A 40-year-old man presented with a 5-year history of progressively increasing bilateral leg swelling that was neither painful nor pruritic. There was no history of dyspnea, jaundice, or groin surgery. The patient reported multiple previous episodes of superimposed cellulitis, which were treated with antibiotics. There was no family history of similar illness. The clinical examination for venous insufficiency was noncontributory. Drs Sajal Kumar and Shanmugam Uthamalingam of New Rochelle, NY, noted that the nonpitting edema of both legs with extensive excoriation, fibrosis, and hyperpigmentation was characteristic of lymphedema. The diffuse erythema and induration suggested superimposed cellulitis. Primary lymphedemas are often classified by the age of the patient at edema onset. The 3 forms of the disease are:

  • Congenital lymphedema—which is apparent at birth or recognized within the first 2 years of life.
  • Lymphedema praecox—a disorder that is most often detected at puberty or as late as the third decade of life.
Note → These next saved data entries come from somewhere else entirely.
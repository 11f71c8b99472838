//! Page fetcher implementation
//!
//! This module handles every request the walker makes, including:
//! - Building HTTP clients with browser-like headers and a cookie store
//! - Waiting for the page to settle after navigation
//! - Extracting the JSON document from the rendered page
//! - Isolated, short-lived contexts for one-off probes
//!
//! Fetch problems never surface as errors. A failed request or an
//! unreadable body yields an empty JSON object, which callers read as
//! "nothing here".

use crate::config::BrowserConfig;
use reqwest::header::{HeaderMap, HeaderValue, ACCEPT, ACCEPT_LANGUAGE};
use reqwest::Client;
use scraper::{Html, Selector};
use serde_json::{Map, Value};
use std::time::{Duration, Instant};

/// Source of decoded JSON pages
///
/// `fetch` navigates within the long-lived browsing context; `fetch_ephemeral`
/// opens an isolated context, fetches, and closes it again so the main
/// context's state (cookies, pagination position) is left untouched.
#[allow(async_fn_in_trait)]
pub trait PageFetcher {
    /// Fetches `url` and returns its JSON payload, or `{}` on any failure
    async fn fetch(&self, url: &str) -> Value;

    /// Like `fetch`, but in a throwaway context
    async fn fetch_ephemeral(&self, url: &str) -> Value;
}

impl<T: PageFetcher> PageFetcher for &T {
    async fn fetch(&self, url: &str) -> Value {
        (**self).fetch(url).await
    }

    async fn fetch_ephemeral(&self, url: &str) -> Value {
        (**self).fetch_ephemeral(url).await
    }
}

/// Returns the value fetchers hand back for missing or malformed pages
pub fn empty_document() -> Value {
    Value::Object(Map::new())
}

/// Builds an HTTP client that presents itself like a browser
///
/// Each client owns its cookie store and connection pool, so a new client
/// is a new, isolated browsing context.
pub fn build_http_client(config: &BrowserConfig) -> Result<Client, reqwest::Error> {
    let mut headers = HeaderMap::new();
    headers.insert(
        ACCEPT,
        HeaderValue::from_static("application/json, text/html;q=0.9, */*;q=0.8"),
    );
    headers.insert(
        ACCEPT_LANGUAGE,
        HeaderValue::from_static("ru-RU,ru;q=0.9,en;q=0.8"),
    );

    let mut builder = Client::builder()
        .user_agent(config.user_agent.as_str())
        .default_headers(headers)
        .cookie_store(true)
        .gzip(true)
        .brotli(true);

    if let Some(secs) = config.request_timeout_secs {
        builder = builder.timeout(Duration::from_secs(secs));
    }

    builder.build()
}

/// HTTP-backed page fetcher
pub struct HttpPageFetcher {
    client: Client,
    config: BrowserConfig,
}

impl HttpPageFetcher {
    /// Creates a fetcher with its main browsing context
    pub fn new(config: &BrowserConfig) -> Result<Self, reqwest::Error> {
        Ok(Self {
            client: build_http_client(config)?,
            config: config.clone(),
        })
    }

    fn settle_delay(&self) -> Duration {
        Duration::from_millis(self.config.settle_delay_ms)
    }

    /// Navigates to `url` with `client`, waits for the page to settle, and
    /// decodes the payload
    async fn navigate(&self, client: &Client, url: &str) -> Value {
        let response = match client.get(url).send().await {
            Ok(response) => response,
            Err(e) => {
                tracing::warn!("Request to {} failed: {}", url, e);
                return empty_document();
            }
        };

        let status = response.status();
        if !status.is_success() {
            // Error pages still carry JSON bodies (e.g. the "no children" message)
            tracing::debug!("{} answered HTTP {}", url, status.as_u16());
        }

        tokio::time::sleep(self.settle_delay()).await;

        match response.text().await {
            Ok(body) => decode_document(&body, url),
            Err(e) => {
                tracing::warn!("Failed to read body of {}: {}", url, e);
                empty_document()
            }
        }
    }
}

impl PageFetcher for HttpPageFetcher {
    async fn fetch(&self, url: &str) -> Value {
        tracing::trace!("GET {}", url);
        self.navigate(&self.client, url).await
    }

    async fn fetch_ephemeral(&self, url: &str) -> Value {
        let context = match EphemeralContext::open(&self.config) {
            Ok(context) => context,
            Err(e) => {
                tracing::warn!("Could not open isolated context for {}: {}", url, e);
                return empty_document();
            }
        };

        tracing::trace!("GET {} (isolated)", url);
        let document = self.navigate(&context.client, url).await;
        context.close();
        document
    }
}

/// A short-lived browsing context used for a single request
struct EphemeralContext {
    client: Client,
    opened_at: Instant,
}

impl EphemeralContext {
    fn open(config: &BrowserConfig) -> Result<Self, reqwest::Error> {
        Ok(Self {
            client: build_http_client(config)?,
            opened_at: Instant::now(),
        })
    }

    /// Releases the context's connections and cookies
    fn close(self) {
        tracing::trace!(
            "Closing isolated context after {:?}",
            self.opened_at.elapsed()
        );
        drop(self.client);
    }
}

/// Decodes the JSON document out of a fetched page
///
/// Raw JSON bodies are parsed directly. Rendered pages wrap the document in
/// `<pre>`; its text content is parsed instead. Anything else, or any
/// non-object document, becomes `{}`.
pub fn decode_document(body: &str, url: &str) -> Value {
    let trimmed = body.trim_start();
    let text = if trimmed.starts_with('{') || trimmed.starts_with('[') {
        Some(trimmed.to_string())
    } else {
        extract_pre_text(body)
    };

    let Some(text) = text else {
        tracing::warn!("No JSON document found at {}", url);
        return empty_document();
    };

    match serde_json::from_str::<Value>(&text) {
        Ok(value @ Value::Object(_)) => value,
        Ok(_) => {
            tracing::warn!("JSON at {} is not an object, ignoring it", url);
            empty_document()
        }
        Err(e) => {
            tracing::warn!("Malformed JSON at {}: {}", url, e);
            empty_document()
        }
    }
}

/// Returns the text of the first `<pre>` element, if any
fn extract_pre_text(html: &str) -> Option<String> {
    let document = Html::parse_document(html);
    let selector = Selector::parse("pre").ok()?;

    document
        .select(&selector)
        .next()
        .map(|element| element.text().collect::<String>())
}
  • Lymphedema tarda—which is typically diagnosed in persons older than 35 years.1

Lymphedema tarda—as seen in this patient—is relatively uncommon; it accounts for fewer than 10% of cases of primary lymphedema. A congenital lymphedema, Milroy disease, is inherited as an autosomal dominant disorder. It has been attributed to a mutation that inactivates the vascular endothelial growth factor receptor-3 (VEGFR-3) tyrosine kinase signaling mechanism, which is thought to be specific to lymphatic vessels and plays an important role in lymphatic development.2 Secondary lymphedema is more common than primary disease. Precipitating factors for lymphedema—such as infection, malignancy, radiation, and lymph node dissection—must be ruled out before primary disease can be diagnosed. The goal of treatment is to control limb swelling. A multimodality regimen includes exercise, the use of gradient pressure garments, massage therapy and, for some patients, external pneumatic compression.3-5 Combination ampicillin and sulbactam therapy was given to this patient for superimposed cellulitis; he was referred for reconstructive surgery.